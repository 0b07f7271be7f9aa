//! Op-structure (component C2): a graph plus an optional entry block, a
//! value-node-to-valid-locations map, a constraint list, and optional
//! same-location equivalence pairs (§3, §4.2).

use crate::constraints::{BoolExpr, LocationIdExpr, NodeIdExpr, NumExpr};
use crate::graph::{Graph, NodeKind, PubId};
use serde::{Deserialize, Serialize};

/// A graph plus its associated constraints and metadata (§3 "Op-Structure").
#[derive(Clone, Debug, Default, Serialize, Deserialize)]
pub struct OpStructure {
    pub graph: Graph,
    pub entry_block: Option<PubId>,
    /// Value-node ID -> set of permitted location IDs.
    pub valid_locations: std::collections::HashMap<PubId, Vec<PubId>>,
    pub constraints: Vec<BoolExpr>,
    /// Pairs of value-node IDs constrained to share one location.
    pub same_location: Vec<(PubId, PubId)>,
}

impl OpStructure {
    pub fn new(graph: Graph) -> Self {
        OpStructure {
            graph,
            entry_block: None,
            valid_locations: std::collections::HashMap::new(),
            constraints: Vec::new(),
            same_location: Vec::new(),
        }
    }

    pub fn add_constraint(&mut self, c: BoolExpr) {
        self.constraints.push(c);
    }

    pub fn add_constraints(&mut self, cs: impl IntoIterator<Item = BoolExpr>) {
        self.constraints.extend(cs);
    }

    /// *Match placed in its pattern's entry block, if any.*
    pub fn match_placement_constraint(&self) -> Option<BoolExpr> {
        self.entry_block.map(|b| {
            BoolExpr::Eq(
                Box::new(NumExpr::Node(NodeIdExpr::Id(b))),
                Box::new(NumExpr::Node(NodeIdExpr::BlockWhereinMatchIsPlaced(
                    Box::new(crate::constraints::MatchIdExpr::ThisMatch),
                ))),
            )
        })
    }

    /// *Fall-through from the match currently being built to `block`.*
    pub fn fall_through_constraint(block: PubId) -> BoolExpr {
        BoolExpr::FallThrough(NodeIdExpr::Id(block))
    }

    /// *`value` is placed in a location in `locations`.*
    pub fn value_location_in_set(value: PubId, locations: Vec<PubId>) -> BoolExpr {
        BoolExpr::InSet(
            Box::new(NumExpr::Location(LocationIdExpr::LocationOfValueNode(
                Box::new(NodeIdExpr::Id(value)),
            ))),
            locations
                .into_iter()
                .map(|l| NumExpr::Location(LocationIdExpr::Id(l)))
                .collect(),
        )
    }

    /// *`value` pinned to the null location (no-reuse).*
    pub fn no_reuse(value: PubId, null_location: PubId) -> BoolExpr {
        BoolExpr::Eq(
            Box::new(NumExpr::Location(LocationIdExpr::LocationOfValueNode(
                Box::new(NodeIdExpr::Id(value)),
            ))),
            Box::new(NumExpr::Location(LocationIdExpr::Id(null_location))),
        )
    }

    /// *`a` and `b` are required to share one location.*
    pub fn same_location_equivalence(a: PubId, b: PubId) -> BoolExpr {
        BoolExpr::Eq(
            Box::new(NumExpr::Location(LocationIdExpr::LocationOfValueNode(
                Box::new(NodeIdExpr::Id(a)),
            ))),
            Box::new(NumExpr::Location(LocationIdExpr::LocationOfValueNode(
                Box::new(NodeIdExpr::Id(b)),
            ))),
        )
    }

    /// Checks the §4.2 invariant: every ID mentioned inside `constraints`
    /// refers to a node present in `graph`.
    pub fn validate_ids_in_graph(&self) -> bool {
        let present: std::collections::HashSet<PubId> =
            self.graph.nodes().map(|n| self.graph.pub_id(n)).collect();
        self.constraints
            .iter()
            .all(|c| crate::constraints::free_node_ids(c).iter().all(|id| present.contains(id)))
    }

    /// See [`Graph::is_intermediate_block`].
    pub fn is_intermediate_block(&self, block: crate::graph::NodeRef) -> bool {
        self.graph.is_intermediate_block(block)
    }
}

#[cfg(test)]
mod tests {
    use super::*;
    use crate::graph::EntityKind;

    #[test]
    fn no_reuse_pins_null_location() {
        let c = OpStructure::no_reuse(5, 0);
        match c {
            BoolExpr::Eq(_, _) => {}
            other => panic!("expected Eq, got {:?}", other),
        }
    }

    #[test]
    fn validate_ids_catches_dangling_reference() {
        let mut g = Graph::new();
        let v = g.add_node(NodeKind::Entity(EntityKind::Value {
            data_type: crate::graph::DataType::Any,
            origin: None,
        }));
        let mut op = OpStructure::new(g);
        op.add_constraint(OpStructure::no_reuse(op.graph.pub_id(v), 0));
        assert!(op.validate_ids_in_graph());
        op.add_constraint(OpStructure::no_reuse(999, 0));
        assert!(!op.validate_ids_in_graph());
    }
}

**Work task:**
If a line in the listing contains "EntityKind", it counts. Say how many lines count, with no other words.

**Task answer:**
2